Mining the Web

Tuesday, November 16, 2010

Using Language Models for Information Retrieval (Python)

Continuing my regard for Bayes' Theorem, I decided to write a small python program that will crawl a list of urls and then will allow the user to search that list. I used the query likelihood Language Model for information retrieval.

A good explanation of query likelihood can be found in the Manning's Introduction to Information Retrieval book. I used the example mentioned in the "Language models for information retrieval" chapter. Here is the excerpt from that chapter:

In the query likelihood model, we construct from each document d in the collection a language model Md. We rank documents by P(d | q), where the probability of a document is interpreted as the likelihood that it is relevant to the query. Using Bayes rule , we have:

P(d | q) = P(q | d) P(d) / P(q)

P(q) is the same for all documents, and so can be ignored. The prior probability of a document P(d) is often treated as uniform across all d and so it can also be ignored.

In this model, Zero probabilities of words can be a problem. This can be solved by smoothing. Smoothing not only avoids zero probability but also it provides a term weighting component. More information about smoothing can be found in Manning's book.

I implemented the query likelihood model in python. I used BeautifulSoap to parse the crawled urls. You can download the python code from here. Once you have downloaded the code you can then use the code as follows:

1. import LangModel

2. Define a list of urls you want to search:
u=['http://cnn.com','http://techcrunch.com']

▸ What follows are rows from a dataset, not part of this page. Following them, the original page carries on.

//! Budget rollups derived from events. Pure functions, never stored.

use rust_decimal::Decimal;
use serde::Serialize;
use thiserror::Error;
use uuid::Uuid;

use crate::models::{BudgetItem, BudgetStatus, Event, StaffAssignment};

/// Financial rollup for a single event.
#[derive(Debug, Clone, PartialEq, Eq, Serialize)]
pub struct EventSummary {
    pub event_id: Uuid,
    pub name: String,
    #[serde(with = "rust_decimal::serde::arbitrary_precision")]
    pub target_budget: Decimal,
    #[serde(with = "rust_decimal::serde::arbitrary_precision")]
    pub total_planned: Decimal,
    #[serde(with = "rust_decimal::serde::arbitrary_precision")]
    pub total_committed: Decimal,
    #[serde(with = "rust_decimal::serde::arbitrary_precision")]
    pub total_paid: Decimal,
    #[serde(with = "rust_decimal::serde::arbitrary_precision")]
    pub staff_cost: Decimal,
    /// `target_budget - (total_paid + staff_cost)`. Planned and committed
    /// items do not count as spent.
    #[serde(with = "rust_decimal::serde::arbitrary_precision")]
    pub remaining_budget: Decimal,
    pub is_over_budget: bool,
}

/// Financial rollup across every event.
#[derive(Debug, Clone, Default, PartialEq, Eq, Serialize)]
pub struct PortfolioSummary {
    pub event_count: usize,
    #[serde(with = "rust_decimal::serde::arbitrary_precision")]
    pub total_target_budget: Decimal,
    #[serde(with = "rust_decimal::serde::arbitrary_precision")]
    pub total_planned: Decimal,
    #[serde(with = "rust_decimal::serde::arbitrary_precision")]
    pub total_committed: Decimal,
    #[serde(with = "rust_decimal::serde::arbitrary_precision")]
    pub total_paid: Decimal,
    #[serde(with = "rust_decimal::serde::arbitrary_precision")]
    pub total_staff_cost: Decimal,
    pub over_budget_events: usize,
}

/// Raised when a rollup does not fit in a [`Decimal`].
#[derive(Debug, Clone, Copy, PartialEq, Eq, Error)]
pub enum TotalsOverflow {
    #[error("totals for event {0} exceed the supported range")]
    Event(Uuid),
    #[error("portfolio totals exceed the supported range")]
    Portfolio,
}

fn checked_sum(values: impl IntoIterator<Item = Option<Decimal>>) -> Option<Decimal> {
    values
        .into_iter()
        .try_fold(Decimal::ZERO, |acc, value| acc.checked_add(value?))
}

fn sum_by_status(items: &[BudgetItem], status: BudgetStatus) -> Option<Decimal> {
    checked_sum(
        items
            .iter()
            .filter(|item| item.status == status)
            .map(|item| Some(item.amount)),
    )
}

/// Compute the summary for one event.
pub fn build_event_summary(event: &Event) -> Result<EventSummary, TotalsOverflow> {
    let overflow = || TotalsOverflow::Event(event.id);

    let total_planned =
        sum_by_status(&event.budget_items, BudgetStatus::Planned).ok_or_else(overflow)?;
    let total_committed =
        sum_by_status(&event.budget_items, BudgetStatus::Committed).ok_or_else(overflow)?;
    let total_paid = sum_by_status(&event.budget_items, BudgetStatus::Paid).ok_or_else(overflow)?;
    let staff_cost =
        checked_sum(event.staff.iter().map(StaffAssignment::total_cost)).ok_or_else(overflow)?;
    let remaining_budget = total_paid
        .checked_add(staff_cost)
        .and_then(|spent| event.target_budget.checked_sub(spent))
        .ok_or_else(overflow)?;

    Ok(EventSummary {
        event_id: event.id,
        name: event.name.clone(),
        target_budget: event.target_budget,
        total_planned,
        total_committed,
        total_paid,
        staff_cost,
        remaining_budget,
        is_over_budget: remaining_budget < Decimal::ZERO,
    })
}

/// Compute the portfolio rollup over `events`.
pub fn build_portfolio_summary(events: &[Event]) -> Result<PortfolioSummary, TotalsOverflow> {
    let add = |total: Decimal, value: Decimal| {
        total.checked_add(value).ok_or(TotalsOverflow::Portfolio)
    };

    events
        .iter()
        .try_fold(PortfolioSummary::default(), |acc, event| {
            let summary = build_event_summary(event)?;
            Ok(PortfolioSummary {
                event_count: acc.event_count + 1,
                total_target_budget: add(acc.total_target_budget, summary.target_budget)?,
                total_planned: add(acc.total_planned, summary.total_planned)?,
                total_committed: add(acc.total_committed, summary.total_committed)?,
                total_paid: add(acc.total_paid, summary.total_paid)?,
                total_staff_cost: add(acc.total_staff_cost, summary.staff_cost)?,
                over_budget_events: acc.over_budget_events + usize::from(summary.is_over_budget),
            })
        })
}

#[cfg(test)]
mod tests {
    use chrono::NaiveDate;

    use super::*;

    fn event(target: i64) -> Event {
        Event {
            id: Uuid::from_u128(1),
            name: "Gala".to_string(),
            date: NaiveDate::from_ymd_opt(2025, 9, 1).unwrap(),
            venue: String::new(),
            target_budget: Decimal::from(target),
            currency: "USD".to_string(),
            budget_items: Vec::new(),
            staff: Vec::new(),
        }
    }

    fn item(amount: i64, status: BudgetStatus) -> BudgetItem {
        BudgetItem {
            id: Uuid::new_v4(),
            category: "General".to_string(),
            description: String::new(),
            amount: Decimal::from(amount),
            status,
        }
    }

    fn staff(rate: i64, hours: i64) -> StaffAssignment {
        StaffAssignment {
            id: Uuid::new_v4(),
            full_name: "Unassigned".to_string(),
            role: String::new(),
            hourly_rate: Decimal::from(rate),
            hours_booked: Decimal::from(hours),
        }
    }

    #[test]
    fn empty_event_has_full_budget_remaining() {
        let summary = build_event_summary(&event(1000)).unwrap();
        assert_eq!(summary.remaining_budget, Decimal::from(1000));
        assert_eq!(summary.staff_cost, Decimal::ZERO);
        assert!(!summary.is_over_budget);
    }

    #[test]
    fn only_paid_items_and_staff_reduce_remaining() {
        let mut ev = event(1000);
        ev.budget_items.push(item(300, BudgetStatus::Planned));
        ev.budget_items.push(item(200, BudgetStatus::Committed));
        ev.budget_items.push(item(100, BudgetStatus::Paid));
        ev.budget_items.push(item(50, BudgetStatus::Paid));
        ev.staff.push(staff(20, 5));

        let summary = build_event_summary(&ev).unwrap();
        assert_eq!(summary.total_planned, Decimal::from(300));
        assert_eq!(summary.total_committed, Decimal::from(200));
        assert_eq!(summary.total_paid, Decimal::from(150));
        assert_eq!(summary.staff_cost, Decimal::from(100));
        assert_eq!(summary.remaining_budget, Decimal::from(750));
    }

    #[test]
    fn exactly_spent_is_not_over_budget() {
        let mut ev = event(500);
        ev.budget_items.push(item(500, BudgetStatus::Paid));

        let summary = build_event_summary(&ev).unwrap();
        assert_eq!(summary.remaining_budget, Decimal::ZERO);
        assert!(!summary.is_over_budget);
    }

    #[test]
    fn summary_is_idempotent() {
        let mut ev = event(800);
        ev.budget_items.push(item(900, BudgetStatus::Paid));
        ev.staff.push(staff(10, 3));

        assert_eq!(build_event_summary(&ev), build_event_summary(&ev));
        assert!(build_event_summary(&ev).unwrap().is_over_budget);
    }

    #[test]
    fn empty_portfolio_is_all_zero() {
        assert_eq!(build_portfolio_summary(&[]).unwrap(), PortfolioSummary::default());
    }

    #[test]
    fn portfolio_counts_over_budget_events() {
        let mut over = event(100);
        over.budget_items.push(item(150, BudgetStatus::Paid));
        let mut under = event(100);
        under.budget_items.push(item(150, BudgetStatus::Planned));

        let portfolio = build_portfolio_summary(&[over, under]).unwrap();
        assert_eq!(portfolio.event_count, 2);
        assert_eq!(portfolio.total_target_budget, Decimal::from(200));
        assert_eq!(portfolio.total_paid, Decimal::from(150));
        assert_eq!(portfolio.total_planned, Decimal::from(150));
        assert_eq!(portfolio.over_budget_events, 1);
    }

    #[test]
    fn staff_cost_overflow_is_an_error() {
        let mut ev = event(1000);
        ev.staff.push(StaffAssignment {
            hourly_rate: Decimal::from(10u64.pow(15)),
            hours_booked: Decimal::from(10u64.pow(15)),
            ..staff(1, 1)
        });

        assert_eq!(build_event_summary(&ev), Err(TotalsOverflow::Event(ev.id)));
        assert_eq!(
            build_portfolio_summary(std::slice::from_ref(&ev)),
            Err(TotalsOverflow::Event(ev.id))
        );
    }

    #[test]
    fn item_sum_overflow_is_an_error() {
        let mut ev = event(1000);
        let mut big = item(0, BudgetStatus::Planned);
        big.amount = Decimal::MAX;
        ev.budget_items.push(big.clone());
        ev.budget_items.push(big);

        assert_eq!(build_event_summary(&ev), Err(TotalsOverflow::Event(ev.id)));
    }

    #[test]
    fn portfolio_target_overflow_is_an_error() {
        let mut huge = event(0);
        huge.target_budget = Decimal::MAX;

        assert!(build_event_summary(&huge).is_ok());
        assert_eq!(
            build_portfolio_summary(&[huge.clone(), huge]),
            Err(TotalsOverflow::Portfolio)
        );
    }
}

3. Call the crawl function to crawl the list:
LangModel.crawl(u)

4. Type the query you want to search and press the return key

5. The output will show you a ranked list of urls and the score of each according to query likelihood model.

6. You can search the list again by using the search function:
LangModel.search('your query')

That is it. Another application of Bayes' Theorem!

Stay tuned for more python code :)

Sunday, November 14, 2010

Bayes' theorem : A Love Story

A few days ago, I saw the video of Hilary Mason presenting the history of machine learning. As far as I know, she has covered the significant developments in the field in the most simplistic, understandable and casual way possible. She shed some light on the fundamental math and algorithmic tools employed in the field.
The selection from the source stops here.